ADR-0701: vmafx-server HTTP transport + observability foundation¶
- Status: Proposed
- Date: 2026-05-28
- Deciders: lusoris
- Tags:
mcp,server,http,observability,cloud-native,k8s,vmafx
Context¶
The VMAFX rebrand (ADR-0686) includes a cloud-native redesign of the MCP server, making it a first-class server-mode process deployable in Kubernetes alongside cloud-native observability tooling. The existing MCP server runs exclusively over stdio (JSON-RPC over stdin/stdout), which is the correct default for IDE/MCP-client integration but is unsuitable for:
- Kubernetes liveness/readiness probes (
/healthz,/readyz). - Prometheus-based metrics scraping (
/metrics). - REST clients that do not speak the JSON-RPC MCP protocol.
- Container-orchestrated deployments that need SIGTERM graceful-shutdown support.
The server is implemented in Python (mcp-server/vmaf-mcp/). A rewrite in Go or gRPC was considered but deferred (see Alternatives below); extending the existing Python service with an optional HTTP transport is sufficient for the Phase 3A foundation.
Decision¶
We will add an optional --transport http mode to the existing vmaf-mcp / vmafx-mcp entry point.
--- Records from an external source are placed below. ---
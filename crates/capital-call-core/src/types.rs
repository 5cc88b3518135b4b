use rust_decimal::Decimal;
use serde::{Deserialize, Serialize};

/// All monetary values. Wraps Decimal to prevent accidental f64 usage.
pub type Money = Decimal;

/// Rates expressed as decimals (0.05 = 5%). Never as percentages.
pub type Rate = Decimal;

/// Percent points (25 = 25%). Used for ownership figures as they arrive
/// from the fund administration records.
pub type Percent = Decimal;

/// Currency code
#[derive(Debug, Clone, Default, PartialEq, Eq, Hash, Serialize, Deserialize)]
pub enum Currency {
    GBP,
    #[default]
    USD,
    EUR,
    CHF,
    JPY,
    CAD,
    AUD,
    HKD,
    SGD,
    MXN,
    Other(String),
}

/// Position of a structure or investor in a multi-tier fund.
#[derive(Debug, Clone, Copy, PartialEq, Eq, Hash, Serialize, Deserialize)]
pub enum HierarchyLevel {
    /// Master / top entity
    Master,
    /// Intermediate holding entity between the master and end investors
    Intermediate,
}

impl HierarchyLevel {
    /// Map the numeric level used by the fund records (1 = master,
    /// 2 = intermediate). Anything else is unknown.
    pub fn from_number(level: u8) -> Option<Self> {
        match level {
            1 => Some(HierarchyLevel::Master),
            2 => Some(HierarchyLevel::Intermediate),
            _ => None,
        }
    }

    pub fn as_number(self) -> u8 {
        match self {
            HierarchyLevel::Master => 1,
            HierarchyLevel::Intermediate => 2,
        }
    }
}

/// Investor classification as carried on the investor record.
#[derive(Debug, Clone, Default, PartialEq, Eq, Serialize, Deserialize)]
pub enum InvestorType {
    #[default]
    Individual,
    Institution,
    FundOfFunds,
    FamilyOffice,
    /// Another fund structure holding an interest (feeder / intermediate)
    Structure,
    Other(String),
}

/// A fund structure.
#[derive(Debug, Clone, Serialize, Deserialize)]
pub struct Structure {
    pub id: String,
    pub name: String,
    /// Total commitment raised by the structure
    pub total_commitment: Money,
    /// `Some(1)` marks a multi-level master structure
    #[serde(default, skip_serializing_if = "Option::is_none")]
    pub hierarchy_level: Option<u8>,
    /// Parent structure for intermediate vehicles
    #[serde(default, skip_serializing_if = "Option::is_none")]
    pub parent_structure_id: Option<String>,
    #[serde(default)]
    pub currency: Currency,
}

impl Structure {
    /// True when the structure is the master of a multi-level hierarchy.
    pub fn is_multi_level_master(&self) -> bool {
        self.hierarchy_level == Some(1)
    }
}

/// An investor participating in a capital call.
#[derive(Debug, Clone, Serialize, Deserialize)]
pub struct CallInvestor {
    pub id: String,
    pub name: String,
    #[serde(default)]
    pub investor_type: InvestorType,
    /// Total amount pledged
    pub commitment: Money,
    /// Capital already called before this call
    #[serde(default)]
    pub called_to_date: Money,
    /// Ownership in percent points (0..=100)
    #[serde(default, skip_serializing_if = "Option::is_none")]
    pub ownership_percent: Option<Percent>,
    /// 1 = master, 2 = intermediate. Absent is treated as master.
    #[serde(default, skip_serializing_if = "Option::is_none")]
    pub hierarchy_level: Option<u8>,
    #[serde(default, skip_serializing_if = "Option::is_none")]
    pub structure_name: Option<String>,
}

impl CallInvestor {
    /// Convenience constructor for a flat (single level) investor.
    pub fn new(id: &str, name: &str, commitment: Money, called_to_date: Money) -> Self {
        CallInvestor {
            id: id.to_string(),
            name: name.to_string(),
            investor_type: InvestorType::default(),
            commitment,
            called_to_date,
            ownership_percent: None,
            hierarchy_level: None,
            structure_name: None,
        }
    }

    /// Remaining unfunded commitment before the call.
    pub fn unfunded(&self) -> Money {
        self.commitment - self.called_to_date
    }
}

/// Standard computation output envelope
#[derive(Debug, Clone, Serialize, Deserialize)]
pub struct ComputationOutput<T: Serialize> {
    pub result: T,
    pub methodology: String,
    pub assumptions: serde_json::Value,
    pub warnings: Vec<String>,
    pub metadata: ComputationMetadata,
}

/// Metadata for every computation
#[derive(Debug, Clone, Serialize, Deserialize)]
pub struct ComputationMetadata {
    pub version: String,
    pub computation_time_us: u64,
    pub precision: String,
}

/// Helper to wrap computation results with metadata
pub fn with_metadata<T: Serialize>(
    methodology: &str,
    assumptions: &impl Serialize,
    warnings: Vec<String>,
    elapsed_us: u64,
    result: T,
) -> ComputationOutput<T> {
    ComputationOutput {
        result,
        methodology: methodology.to_string(),
        assumptions: serde_json::to_value(assumptions).unwrap_or_default(),
        warnings,
        metadata: ComputationMetadata {
            version: env!("CARGO_PKG_VERSION").to_string(),
            computation_time_us: elapsed_us,
            precision: "rust_decimal_128bit".to_string(),
        },
    }
}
When activated, the server starts an aiohttp HTTP listener on a configurable port (default 8080) and exposes:
GET /healthz— liveness probe (always 200 while the process is alive).GET /readyz— readiness probe (200 once the vmaf binary is reachable; 503 otherwise).GET /metrics— Prometheus exposition format viaprometheus-client.POST /v1/score— thin JSON wrapper over the existing_run_vmaf_scoretool.
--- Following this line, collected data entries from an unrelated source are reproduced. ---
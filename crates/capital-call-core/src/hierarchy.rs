//! Structure / investor hierarchy resolution.
//!
//! Fund records arrive as a flat list of structures (each optionally
//! pointing at a parent) and a flat list of commitments (investor x
//! structure). Resolution turns these into the tagged investor list a
//! capital call consumes:
//!
//! - **Master target** (`hierarchy_level == Some(1)`): commitments held
//!   directly in the master are level 1; commitments in direct child
//!   structures are level 2 and carry the child's name.
//! - **Any other target**: the target's own commitments, untagged.
//!
//! Repeated (investor, structure) records are merged.

use rust_decimal::Decimal;
use serde::{Deserialize, Serialize};
use std::collections::{HashMap, HashSet};
use std::time::Instant;

use crate::error::CapitalCallError;
use crate::types::*;
use crate::CapitalCallResult;

// ---------------------------------------------------------------------------
// Input / Output
// ---------------------------------------------------------------------------

/// One investor's commitment to one structure.
#[derive(Debug, Clone, Serialize, Deserialize)]
pub struct CommitmentRecord {
    pub investor_id: String,
    pub investor_name: String,
    #[serde(default)]
    pub investor_type: InvestorType,
    pub structure_id: String,
    pub commitment: Money,
    #[serde(default)]
    pub called_to_date: Money,
    /// Ownership of the structure in percent points
    #[serde(default, skip_serializing_if = "Option::is_none")]
    pub ownership_percent: Option<Percent>,
}

/// Input for hierarchy resolution.
#[derive(Debug, Clone, Serialize, Deserialize)]
pub struct HierarchyInput {
    /// Structure the capital call is for
    pub structure_id: String,
    pub structures: Vec<Structure>,
    #[serde(default)]
    pub commitments: Vec<CommitmentRecord>,
}

/// Commitment totals for one structure.
#[derive(Debug, Clone, PartialEq, Serialize, Deserialize)]
pub struct StructureTotals {
    pub structure_id: String,
    pub structure_name: String,
    #[serde(skip_serializing_if = "Option::is_none")]
    pub hierarchy_level: Option<u8>,
    pub investor_count: usize,
    /// Sum of commitment records
    pub total_commitment: Money,
    pub total_called: Money,
    /// Commitment reported on the structure record itself
    pub reported_commitment: Money,
}

/// Resolved investors for a capital call on `structure`.
#[derive(Debug, Clone, Serialize, Deserialize)]
pub struct HierarchyResolution {
    pub structure: Structure,
    pub multi_level: bool,
    /// Ids of direct child structures (level 2) when `multi_level`
    pub child_structure_ids: Vec<String>,
    pub investors: Vec<CallInvestor>,
    /// Totals for the target and each child structure
    pub totals: Vec<StructureTotals>,
}

// ---------------------------------------------------------------------------
// Resolution
// ---------------------------------------------------------------------------

/// Resolve the investors taking part in a call on `input.structure_id`.
pub fn resolve_call_investors(
    input: &HierarchyInput,
) -> CapitalCallResult<ComputationOutput<HierarchyResolution>> {
    let start = Instant::now();
    let mut warnings: Vec<String> = Vec::new();

    validate_hierarchy_input(input)?;

    let target = input
        .structures
        .iter()
        .find(|s| s.id == input.structure_id)
        .ok_or_else(|| {
            CapitalCallError::invalid(
                "structure_id",
                format!("Structure '{}' not found", input.structure_id),
            )
        })?;

    let multi_level = target.is_multi_level_master();
    let children = if multi_level {
        children_of(&input.structures, &target.id)
    } else {
        Vec::new()
    };

    // structure id -> (level tag, structure name)
    let mut placement: HashMap<&str, (Option<u8>, &str)> = HashMap::new();
    if multi_level {
        placement.insert(target.id.as_str(), (Some(1), target.name.as_str()));
        for child in &children {
            placement.insert(child.id.as_str(), (Some(2), child.name.as_str()));
        }
    } else {
        placement.insert(target.id.as_str(), (None, target.name.as_str()));
    }

    let mut investors: Vec<CallInvestor> = Vec::new();
    let mut index: HashMap<(&str, &str), usize> = HashMap::new();
    let mut skipped_deeper = 0usize;

    for rec in &input.commitments {
        let Some((level, structure_name)) = placement.get(rec.structure_id.as_str()) else {
            if multi_level
                && depth_below(&input.structures, &rec.structure_id, &target.id) > Some(1)
            {
                skipped_deeper += 1;
            }
            continue;
        };

        let key = (rec.structure_id.as_str(), rec.investor_id.as_str());
        if let Some(&pos) = index.get(&key) {
            let merged = &mut investors[pos];
            merged.commitment += rec.commitment;
            merged.called_to_date += rec.called_to_date;
            merged.ownership_percent = match (merged.ownership_percent, rec.ownership_percent) {
                (Some(a), Some(b)) => Some(a + b),
                (a, b) => a.or(b),
            };
            warnings.push(format!(
                "Merged repeated commitment of '{}' in structure '{}'",
                rec.investor_name, structure_name
            ));
            continue;
        }

        index.insert(key, investors.len());
        investors.push(CallInvestor {
            id: rec.investor_id.clone(),
            name: rec.investor_name.clone(),
            investor_type: rec.investor_type.clone(),
            commitment: rec.commitment,
            called_to_date: rec.called_to_date,
            ownership_percent: rec.ownership_percent,
            hierarchy_level: *level,
            structure_name: Some(structure_name.to_string()),
        });
    }

    if skipped_deeper > 0 {
        warnings.push(format!(
            "Skipped {skipped_deeper} commitment(s) held more than one level below '{}'",
            target.name
        ));
    }
    if investors.is_empty() {
        warnings.push(format!("No commitments found for structure '{}'", target.name));
    }
    for w in &warnings {
        tracing::warn!(target: "hierarchy", "{}", w);
    }

    let mut scope: Vec<&Structure> = vec![target];
    scope.extend(children.iter().copied());
    let totals = structure_commitment_totals(&scope, &input.commitments);

    tracing::debug!(
        target: "hierarchy",
        structure = %target.id,
        multi_level,
        children = children.len(),
        investors = investors.len(),
        "resolved call investors"
    );

    let output = HierarchyResolution {
        structure: target.clone(),
        multi_level,
        child_structure_ids: children.iter().map(|c| c.id.clone()).collect(),
        investors,
        totals,
    };

    let elapsed = start.elapsed().as_micros() as u64;
    Ok(with_metadata(
        "Structure hierarchy resolution (master = level 1, direct children = level 2)",
        &serde_json::json!({
            "structure_id": input.structure_id,
            "structure_count": input.structures.len(),
            "commitment_count": input.commitments.len(),
        }),
        warnings,
        elapsed,
        output,
    ))
}

/// Direct children of a structure, in input order.
pub fn children_of<'a>(structures: &'a [Structure], parent_id: &str) -> Vec<&'a Structure> {
    structures
        .iter()
        .filter(|s| s.parent_structure_id.as_deref() == Some(parent_id))
        .collect()
}

/// Sum commitment records per structure, in the order the structures are given.
pub fn structure_commitment_totals(
    structures: &[&Structure],
    commitments: &[CommitmentRecord],
) -> Vec<StructureTotals> {
    structures
        .iter()
        .map(|s| {
            let records: Vec<&CommitmentRecord> = commitments
                .iter()
                .filter(|c| c.structure_id == s.id)
                .collect();
            let distinct: HashSet<&str> = records.iter().map(|c| c.investor_id.as_str()).collect();
            StructureTotals {
                structure_id: s.id.clone(),
                structure_name: s.name.clone(),
                hierarchy_level: s.hierarchy_level,
                investor_count: distinct.len(),
                total_commitment: records.iter().map(|c| c.commitment).sum(),
                total_called: records.iter().map(|c| c.called_to_date).sum(),
                reported_commitment: s.total_commitment,
            }
        })
        .collect()
}

/// Number of parent hops from `structure_id` up to `ancestor_id`, if the
/// ancestor is on the chain.
fn depth_below(structures: &[Structure], structure_id: &str, ancestor_id: &str) -> Option<usize> {
    let by_id: HashMap<&str, &Structure> = structures.iter().map(|s| (s.id.as_str(), s)).collect();
    let mut current = by_id.get(structure_id)?;
    let mut depth = 0usize;
    while let Some(parent) = current.parent_structure_id.as_deref() {
        depth += 1;
        if parent == ancestor_id {
            return Some(depth);
        }
        current = by_id.get(parent)?;
        if depth > structures.len() {
            return None;
        }
    }
    None
}

// ---------------------------------------------------------------------------
// Validation
// ---------------------------------------------------------------------------

fn validate_hierarchy_input(input: &HierarchyInput) -> CapitalCallResult<()> {
    if input.structures.is_empty() {
        return Err(CapitalCallError::InsufficientData(
            "At least one structure is required".into(),
        ));
    }

    let mut seen: HashSet<&str> = HashSet::new();
    for s in &input.structures {
        if !seen.insert(s.id.as_str()) {
            return Err(CapitalCallError::invalid(
                "structures",
                format!("Duplicate structure id '{}'", s.id),
            ));
        }
    }

    check_acyclic(&input.structures)?;

    for c in &input.commitments {
        if c.commitment < Decimal::ZERO || c.called_to_date < Decimal::ZERO {
            return Err(CapitalCallError::invalid(
                format!("commitments[{}:{}]", c.structure_id, c.investor_id),
                "Commitment and called-to-date cannot be negative",
            ));
        }
    }
    Ok(())
}

fn check_acyclic(structures: &[Structure]) -> CapitalCallResult<()> {
    let parents: HashMap<&str, Option<&str>> = structures
        .iter()
        .map(|s| (s.id.as_str(), s.parent_structure_id.as_deref()))
        .collect();

    for s in structures {
        let mut visited: HashSet<&str> = HashSet::new();
        let mut current = Some(s.id.as_str());
        while let Some(id) = current {
            if !visited.insert(id) {
                return Err(CapitalCallError::invalid(
                    "structures.parent_structure_id",
                    format!("Parent chain of '{}' loops back on itself", s.id),
                ));
            }
            current = parents.get(id).copied().flatten();
        }
    }
    Ok(())
}

#[cfg(feature = "capital_call")]
impl HierarchyResolution {
    /// Build a capital call input for the resolved investors.
    pub fn into_call_input(
        self,
        total_call_amount: Money,
        rounding_dp: Option<u32>,
    ) -> crate::capital_call::call::CapitalCallInput {
        crate::capital_call::call::CapitalCallInput {
            structure: Some(self.structure),
            total_call_amount,
            investors: self.investors,
            call_date: None,
            due_date: None,
            rounding_dp,
            purpose: None,
        }
    }
}

// ---------------------------------------------------------------------------
// Tests
// ---------------------------------------------------------------------------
The implementation lives in mcp-server/vmaf-mcp/src/vmaf_mcp/http_transport.py and is gated behind an optional dependency group [http] (aiohttp>=3.9.0, prometheus-client>=0.20.0) to keep the base MCP install light.
12-factor (§III) environment-variable config: VMAFX_PORT, VMAFX_LOG_LEVEL, VMAFX_VMAF_BINARY, VMAFX_MODEL_DIR. CLI flags take precedence; env vars take precedence over compiled-in defaults.
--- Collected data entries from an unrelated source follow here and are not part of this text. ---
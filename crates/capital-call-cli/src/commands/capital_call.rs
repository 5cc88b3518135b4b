use chrono::NaiveDate;
use clap::Args;
use rust_decimal::Decimal;
use serde_json::Value;

use capital_call_core::capital_call::call::{self, CapitalCallInput};
use capital_call_core::capital_call::hierarchical::{self, HierarchicalInput};
use capital_call_core::capital_call::pro_rata::{self, ProRataInput};
use capital_call_core::types::{CallInvestor, Structure};

use crate::input;

/// Arguments for a capital call on a structure
#[derive(Args)]
pub struct CallArgs {
    /// Path to JSON/YAML input file (overrides individual flags)
    #[arg(long)]
    pub input: Option<String>,

    /// Total amount to call
    #[arg(long)]
    pub total: Option<Decimal>,

    /// Investor as id:commitment[:called_to_date] (repeatable)
    #[arg(long = "investor", value_parser = parse_investor)]
    pub investors: Vec<CallInvestor>,

    /// Structure id
    #[arg(long, default_value = "cli")]
    pub structure_id: String,

    /// Structure name
    #[arg(long, default_value = "Ad-hoc structure")]
    pub structure_name: String,

    /// Round call amounts to this many decimal places
    #[arg(long)]
    pub rounding_dp: Option<u32>,

    /// Call (notice) date, YYYY-MM-DD
    #[arg(long)]
    pub call_date: Option<NaiveDate>,

    /// Payment due date, YYYY-MM-DD
    #[arg(long)]
    pub due_date: Option<NaiveDate>,
}

pub fn run_call(args: CallArgs) -> Result<Value, Box<dyn std::error::Error>> {
    let call_input: CapitalCallInput = match input::load(args.input.as_deref())? {
        Some(req) => req,
        None => {
            let total = args
                .total
                .ok_or("--total is required (or provide --input)")?;
            if args.investors.is_empty() {
                return Err("at least one --investor is required (or provide --input)".into());
            }
            CapitalCallInput {
                structure: Some(Structure {
                    id: args.structure_id,
                    name: args.structure_name,
                    total_commitment: Decimal::ZERO,
                    hierarchy_level: None,
                    parent_structure_id: None,
                    currency: Default::default(),
                }),
                total_call_amount: total,
                investors: args.investors,
                call_date: args.call_date,
                due_date: args.due_date,
                rounding_dp: args.rounding_dp,
                purpose: None,
            }
        }
    };

    let result = call::calculate_capital_call(&call_input)?;
    Ok(serde_json::to_value(result)?)
}

/// Arguments for a bare allocation (no structure)
#[derive(Args)]
pub struct AllocateArgs {
    /// Path to JSON/YAML input file
    #[arg(long)]
    pub input: Option<String>,

    /// Use the two-level (intermediate / master) split
    #[arg(long)]
    pub hierarchical: bool,
}

pub fn run_allocate(args: AllocateArgs) -> Result<Value, Box<dyn std::error::Error>> {
    if args.hierarchical {
        let req: HierarchicalInput = input::load(args.input.as_deref())?
            .ok_or("--input <file> or stdin required for allocation")?;
        let result = hierarchical::allocate_hierarchical(&req)?;
        Ok(serde_json::to_value(result)?)
    } else {
        let req: ProRataInput = input::load(args.input.as_deref())?
            .ok_or("--input <file> or stdin required for allocation")?;
        let result = pro_rata::allocate_pro_rata(&req)?;
        Ok(serde_json::to_value(result)?)
    }
}

/// Parse `id:commitment[:called_to_date]`.
fn parse_investor(s: &str) -> Result<CallInvestor, String> {
    let parts: Vec<&str> = s.split(':').collect();
    if parts.len() < 2 || parts.len() > 3 || parts[0].is_empty() {
        return Err(format!("expected id:commitment[:called_to_date], got '{s}'"));
    }
    let commitment: Decimal = parts[1]
        .parse()
        .map_err(|e| format!("invalid commitment '{}': {e}", parts[1]))?;
    let called: Decimal = match parts.get(2) {
        Some(c) => c.parse().map_err(|e| format!("invalid called_to_date '{c}': {e}"))?,
        None => Decimal::ZERO,
    };
    Ok(CallInvestor::new(parts[0], parts[0], commitment, called))
}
Structured JSON logging replaces the root logger's handlers when HTTP mode is active. SIGTERM and SIGINT trigger graceful shutdown; in-flight requests drain within the asyncio event loop's finally block.
The default stdio transport remains unchanged so existing IDE integrations are unaffected.
The Kubernetes Helm chart (PR #1570) and production Dockerfile (PR #1572) that consume this server are separate PRs.
Alternatives considered¶
| Option | Pros | Cons | Why not chosen |
|---|---|---|---|
| Rewrite in Go + gRPC | Native k8s ecosystem, excellent concurrency model, single binary | Complete rewrite; breaks MCP-over-stdio compatibility; multi-month scope | Deferred to future phase — Python extension achieves Phase 3A goals at far lower cost |
| Add FastAPI instead of aiohttp | More ergonomic routing, automatic OpenAPI docs | Heavier dep tree (Starlette + pydantic); FastAPI default startup is 4x slower than aiohttp for a thin proxy | aiohttp sufficient; FastAPI overhead not justified for a thin proxy |
| Expose full MCP JSON-RPC over HTTP | Maximum protocol parity with stdio | Clients need a full MCP library; operator curl /healthz check becomes impossible | REST probes are the primary use case for k8s deployment |
| Separate sidecar process for HTTP probes | No changes to the main server | Adds an extra process per pod; the sidecar must still call the main process to determine readiness | Complexity without benefit; the main process can expose its own probes |
Consequences¶
- Positive: vmafx-mcp is now deployable in Kubernetes with standard health and readiness probes; Prometheus can scrape VMAF scoring throughput and latency; operators can call
/v1/scorefromcurlwithout an MCP client library; SIGTERM graceful shutdown prevents dropped scoring requests during pod eviction. - Negative: Two new optional dependencies (
aiohttp,prometheus-client) must be installed for HTTP mode; they are gated behind[http]and are not pulled in by the default install. - Neutral / follow-ups: The Helm chart (PR #1570) and production Dockerfile (PR #1572) are follow-on deliverables that wire this transport into a full k8s deployment. A future PR may add WebSocket push for long-running scoring jobs.
References¶
- ADR-0686 — VMAFX rebrand umbrella.
- Related PRs: #1570 (Helm chart), #1572 (production Dockerfile).
- Source:
req— "Full server-mode redesign (Recommended)" (user popup answer, 2026-05-28).